═══ RECORDS FOR PROCESSING

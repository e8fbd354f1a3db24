use serde::{Deserialize, Serialize};

/// Content rendered into the portfolio page.
///
/// Field names follow the generation schema (camelCase). Entry counts and
/// biography length are conventions of the prompt and are not checked here.
#[derive(Debug, Clone, PartialEq, Serialize, Deserialize)]
pub struct PortfolioContent {
    pub biography: String,
    pub skills: Vec<Skill>,
    pub projects: Vec<Project>,
}

#[derive(Debug, Clone, PartialEq, Serialize, Deserialize)]
#[serde(rename_all = "camelCase")]
pub struct Skill {
    pub skill_name: String,
    pub description: String,
}

#[derive(Debug, Clone, PartialEq, Serialize, Deserialize)]
#[serde(rename_all = "camelCase")]
pub struct Project {
    pub project_name: String,
    pub description: String,
    pub technologies: Vec<String>,
    pub github_url: String,
    /// Empty when the project has no live deployment.
    pub live_url: String,
}

impl Project {
    pub fn has_live_url(&self) -> bool {
        !self.live_url.is_empty()
    }
}

#[derive(Debug, Clone, PartialEq)]
pub struct Certification {
    pub name: &'static str,
    pub issuer: &'static str,
    pub url: &'static str,
}

/// Which tier of the resolution chain produced the rendered content.
#[derive(Debug, Clone, Copy, PartialEq, Eq, Serialize)]
#[serde(rename_all = "lowercase")]
pub enum ContentSource {
    Cache,
    Generated,
    Fallback,
}
pub mod contact;
pub mod health;
pub mod portfolio;

use axum::{
    routing::{delete, get, post},
    Router,
};

use crate::state::AppState;

pub fn build_router(state: AppState) -> Router {
    Router::new()
        .route("/", get(portfolio::handle_page))
        .route("/health", get(health::health_handler))
        .route("/api/v1/content", get(portfolio::handle_get_content))
        .route(
            "/api/v1/content/cache",
            delete(portfolio::handle_clear_cache),
        )
        .route("/api/v1/contact", post(contact::handle_contact))
        .with_state(state)
}
// Prompt and response schema for portfolio content generation.
// The prompt fixes the three featured projects; the model only writes the copy.

use serde_json::{json, Value};

/// Generation prompt. Counts (6 skills, 3 projects) are a contract with the model only.
pub const PORTFOLIO_PROMPT: &str = r#"Generate content for the personal portfolio website of a software engineer who works mostly in Rust, backend services and web tooling.

Return a JSON object with this EXACT shape:
{
  "biography": "string",
  "skills": [{"skillName": "string", "description": "string"}],
  "projects": [{
    "projectName": "string",
    "description": "string",
    "technologies": ["string"],
    "githubUrl": "string",
    "liveUrl": "string"
  }]
}

Rules:
1. "biography": a first-person professional biography of 100 to 150 words.
2. "skills": EXACTLY 6 entries. Each description is one or two sentences.
3. "projects": EXACTLY 3 entries, using these names, URLs and subjects:
   - "Ledgerline": a double-entry bookkeeping API with audit trails.
     githubUrl "https://github.com/ada-portfolio/ledgerline", liveUrl "https://ledgerline.dev"
   - "Tidepool": a terminal dashboard for tailing and filtering structured logs.
     githubUrl "https://github.com/ada-portfolio/tidepool", liveUrl ""
   - "Quillmark": a static site generator with incremental rebuilds.
     githubUrl "https://github.com/ada-portfolio/quillmark", liveUrl "https://quillmark.ada.dev"
4. Each project lists 3 to 4 "technologies".
5. Use an empty string for "liveUrl" when a project has no live deployment.
6. Respond with the JSON object only."#;

/// Response schema in the Gemini OpenAPI subset. All fields are required.
pub fn portfolio_schema() -> Value {
    json!({
        "type": "OBJECT",
        "properties": {
            "biography": { "type": "STRING" },
            "skills": {
                "type": "ARRAY",
                "items": {
                    "type": "OBJECT",
                    "properties": {
                        "skillName": { "type": "STRING" },
                        "description": { "type": "STRING" }
                    },
                    "required": ["skillName", "description"]
                }
            },
            "projects": {
                "type": "ARRAY",
                "items": {
                    "type": "OBJECT",
                    "properties": {
                        "projectName": { "type": "STRING" },
                        "description": { "type": "STRING" },
                        "technologies": {
                            "type": "ARRAY",
                            "items": { "type": "STRING" }
                        },
                        "githubUrl": { "type": "STRING" },
                        "liveUrl": { "type": "STRING" }
                    },
                    "required": ["projectName", "description", "technologies", "githubUrl", "liveUrl"]
                }
            }
        },
        "required": ["biography", "skills", "projects"]
    })
}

══════

(TASK INSTRUCTIONS): Search the entries for the word "githubUrl" and gather every line where it appears.

(WRITTEN SOLUTION):
    "githubUrl": "string",
     githubUrl "https://github.com/ada-portfolio/ledgerline", liveUrl "https://ledgerline.dev"
     githubUrl "https://github.com/ada-portfolio/tidepool", liveUrl ""
     githubUrl "https://github.com/ada-portfolio/quillmark", liveUrl "https://quillmark.ada.dev"
                        "githubUrl": { "type": "STRING" },
                    "required": ["projectName", "description", "technologies", "githubUrl", "liveUrl"]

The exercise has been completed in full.